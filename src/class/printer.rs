//! Printer class, bidirectional

use super::is_class_request;
use crate::device::{
    ConfigId, ControlReply, Device, DevicePipe, FunctionOps, InterfaceInfo, PipeInfo,
};
use crate::error::{Error, Result};
use crate::pipe::TransferPipe;
use crate::setup::SetupPacket;
use alloc::{sync::Arc, vec, vec::Vec};
use core::sync::atomic::{AtomicBool, AtomicU8, Ordering};

pub const CLASS: u8 = 0x07;
pub const SUBCLASS: u8 = 0x01;
pub const PROTOCOL_BIDIRECTIONAL: u8 = 0x02;

const GET_DEVICE_ID: u8 = 0x00;
const GET_PORT_STATUS: u8 = 0x01;
const SOFT_RESET: u8 = 0x02;

/// GET_PORT_STATUS bits
pub mod port_status {
    pub const NOT_ERROR: u8 = 1 << 3;
    pub const SELECTED: u8 = 1 << 4;
    pub const PAPER_EMPTY: u8 = 1 << 5;
}

struct PrinterOps {
    interface: u8,
    device_id: Vec<u8>,
    port_status: AtomicU8,
    reset: AtomicBool,
}

impl FunctionOps for PrinterOps {
    fn setup(&self, setup: &SetupPacket) -> Result<ControlReply> {
        // GET_DEVICE_ID carries the interface in the high byte of wIndex
        let interface = match setup.request {
            GET_DEVICE_ID => (setup.index >> 8) as u8,
            _ => setup.index as u8,
        };
        let mut routed = *setup;
        routed.index = u16::from(interface);
        if !is_class_request(&routed, self.interface) {
            return Err(Error::NotSup);
        }
        match setup.request {
            GET_DEVICE_ID => Ok(ControlReply::data_in(self.device_id.clone())),
            GET_PORT_STATUS => Ok(ControlReply::data_in(vec![
                self.port_status.load(Ordering::Relaxed)
            ])),
            SOFT_RESET => {
                debug!("PRINTER SOFT_RESET");
                self.reset.store(true, Ordering::Release);
                Ok(ControlReply::ack())
            }
            _ => Err(Error::NotSup),
        }
    }
}

/// A bidirectional printer interface
pub struct Printer {
    ops: Arc<PrinterOps>,
    bulk_in: DevicePipe,
    bulk_out: DevicePipe,
}

impl Printer {
    /// Add the interface to `config`
    ///
    /// `device_id` is the IEEE 1284 device ID string, e.g.
    /// `"MFG:Acme;MDL:Laser;CMD:PCL;"`.
    pub fn new(
        device: &Device,
        config: ConfigId,
        interface: u8,
        device_id: &str,
        max_packet_size: u16,
    ) -> Result<Self> {
        let len = u16::try_from(device_id.len() + 2).map_err(|_| Error::Size)?;
        let mut id = len.to_be_bytes().to_vec();
        id.extend_from_slice(device_id.as_bytes());
        let ops = Arc::new(PrinterOps {
            interface,
            device_id: id,
            port_status: AtomicU8::new(port_status::NOT_ERROR | port_status::SELECTED),
            reset: AtomicBool::new(false),
        });
        device.add_function(
            config,
            InterfaceInfo {
                number: interface,
                class: CLASS,
                subclass: SUBCLASS,
                protocol: PROTOCOL_BIDIRECTIONAL,
                ..Default::default()
            },
            ops.clone(),
        )?;
        let bulk_in = PipeInfo::bulk_in(max_packet_size);
        let bulk_in = device.add_pipe(config, interface, 0, bulk_in)?;
        let bulk_out = PipeInfo::bulk_out(max_packet_size);
        let bulk_out = device.add_pipe(config, interface, 0, bulk_out)?;
        Ok(Self {
            ops,
            bulk_in: device.pipe(bulk_in)?,
            bulk_out: device.pipe(bulk_out)?,
        })
    }

    /// Set the [`port_status`] bits answered to GET_PORT_STATUS
    pub fn set_port_status(&self, status: u8) {
        self.ops.port_status.store(status, Ordering::Relaxed);
    }

    /// Returns `true` once after the host sent SOFT_RESET
    pub fn take_soft_reset(&self) -> bool {
        self.ops.reset.swap(false, Ordering::AcqRel)
    }

    /// Receive print data
    pub fn read(&self, buf: &mut [u8], timeout_ms: u32) -> Result<usize> {
        self.bulk_out.read(buf, timeout_ms)
    }

    /// Send status data back to the host
    pub fn write(&self, buf: &[u8], timeout_ms: u32) -> Result<usize> {
        self.bulk_in.write(buf, timeout_ms)
    }
}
* * * *
Work task: The material is to be written out once more, exactly and in full.

Answer for this exercise:
filename src/class/printer.rs
//! Printer class, bidirectional

use super::is_class_request;
use crate::device::{
    ConfigId, ControlReply, Device, DevicePipe, FunctionOps, InterfaceInfo, PipeInfo,
};
use crate::error::{Error, Result};
use crate::pipe::TransferPipe;
use crate::setup::SetupPacket;
use alloc::{sync::Arc, vec, vec::Vec};
use core::sync::atomic::{AtomicBool, AtomicU8, Ordering};

pub const CLASS: u8 = 0x07;
pub const SUBCLASS: u8 = 0x01;
pub const PROTOCOL_BIDIRECTIONAL: u8 = 0x02;

const GET_DEVICE_ID: u8 = 0x00;
const GET_PORT_STATUS: u8 = 0x01;
const SOFT_RESET: u8 = 0x02;

/// GET_PORT_STATUS bits
pub mod port_status {
    pub const NOT_ERROR: u8 = 1 << 3;
    pub const SELECTED: u8 = 1 << 4;
    pub const PAPER_EMPTY: u8 = 1 << 5;
}

struct PrinterOps {
    interface: u8,
    device_id: Vec<u8>,
    port_status: AtomicU8,
    reset: AtomicBool,
}

impl FunctionOps for PrinterOps {
    fn setup(&self, setup: &SetupPacket) -> Result<ControlReply> {
        // GET_DEVICE_ID carries the interface in the high byte of wIndex
        let interface = match setup.request {
            GET_DEVICE_ID => (setup.index >> 8) as u8,
            _ => setup.index as u8,
        };
        let mut routed = *setup;
        routed.index = u16::from(interface);
        if !is_class_request(&routed, self.interface) {
            return Err(Error::NotSup);
        }
        match setup.request {
            GET_DEVICE_ID => Ok(ControlReply::data_in(self.device_id.clone())),
            GET_PORT_STATUS => Ok(ControlReply::data_in(vec![
                self.port_status.load(Ordering::Relaxed)
            ])),
            SOFT_RESET => {
                debug!("PRINTER SOFT_RESET");
                self.reset.store(true, Ordering::Release);
                Ok(ControlReply::ack())
            }
            _ => Err(Error::NotSup),
        }
    }
}

/// A bidirectional printer interface
pub struct Printer {
    ops: Arc<PrinterOps>,
    bulk_in: DevicePipe,
    bulk_out: DevicePipe,
}

impl Printer {
    /// Add the interface to `config`
    ///
    /// `device_id` is the IEEE 1284 device ID string, e.g.
    /// `"MFG:Acme;MDL:Laser;CMD:PCL;"`.
    pub fn new(
        device: &Device,
        config: ConfigId,
        interface: u8,
        device_id: &str,
        max_packet_size: u16,
    ) -> Result<Self> {
        let len = u16::try_from(device_id.len() + 2).map_err(|_| Error::Size)?;
        let mut id = len.to_be_bytes().to_vec();
        id.extend_from_slice(device_id.as_bytes());
        let ops = Arc::new(PrinterOps {
            interface,
            device_id: id,
            port_status: AtomicU8::new(port_status::NOT_ERROR | port_status::SELECTED),
            reset: AtomicBool::new(false),
        });
        device.add_function(
            config,
            InterfaceInfo {
                number: interface,
                class: CLASS,
                subclass: SUBCLASS,
                protocol: PROTOCOL_BIDIRECTIONAL,
                ..Default::default()
            },
            ops.clone(),
        )?;
        let bulk_in = PipeInfo::bulk_in(max_packet_size);
        let bulk_in = device.add_pipe(config, interface, 0, bulk_in)?;
        let bulk_out = PipeInfo::bulk_out(max_packet_size);
        let bulk_out = device.add_pipe(config, interface, 0, bulk_out)?;
        Ok(Self {
            ops,
            bulk_in: device.pipe(bulk_in)?,
            bulk_out: device.pipe(bulk_out)?,
        })
    }

    /// Set the [`port_status`] bits answered to GET_PORT_STATUS
    pub fn set_port_status(&self, status: u8) {
        self.ops.port_status.store(status, Ordering::Relaxed);
    }

    /// Returns `true` once after the host sent SOFT_RESET
    pub fn take_soft_reset(&self) -> bool {
        self.ops.reset.swap(false, Ordering::AcqRel)
    }

    /// Receive print data
    pub fn read(&self, buf: &mut [u8], timeout_ms: u32) -> Result<usize> {
        self.bulk_out.read(buf, timeout_ms)
    }

    /// Send status data back to the host
    pub fn write(&self, buf: &[u8], timeout_ms: u32) -> Result<usize> {
        self.bulk_in.write(buf, timeout_ms)
    }
}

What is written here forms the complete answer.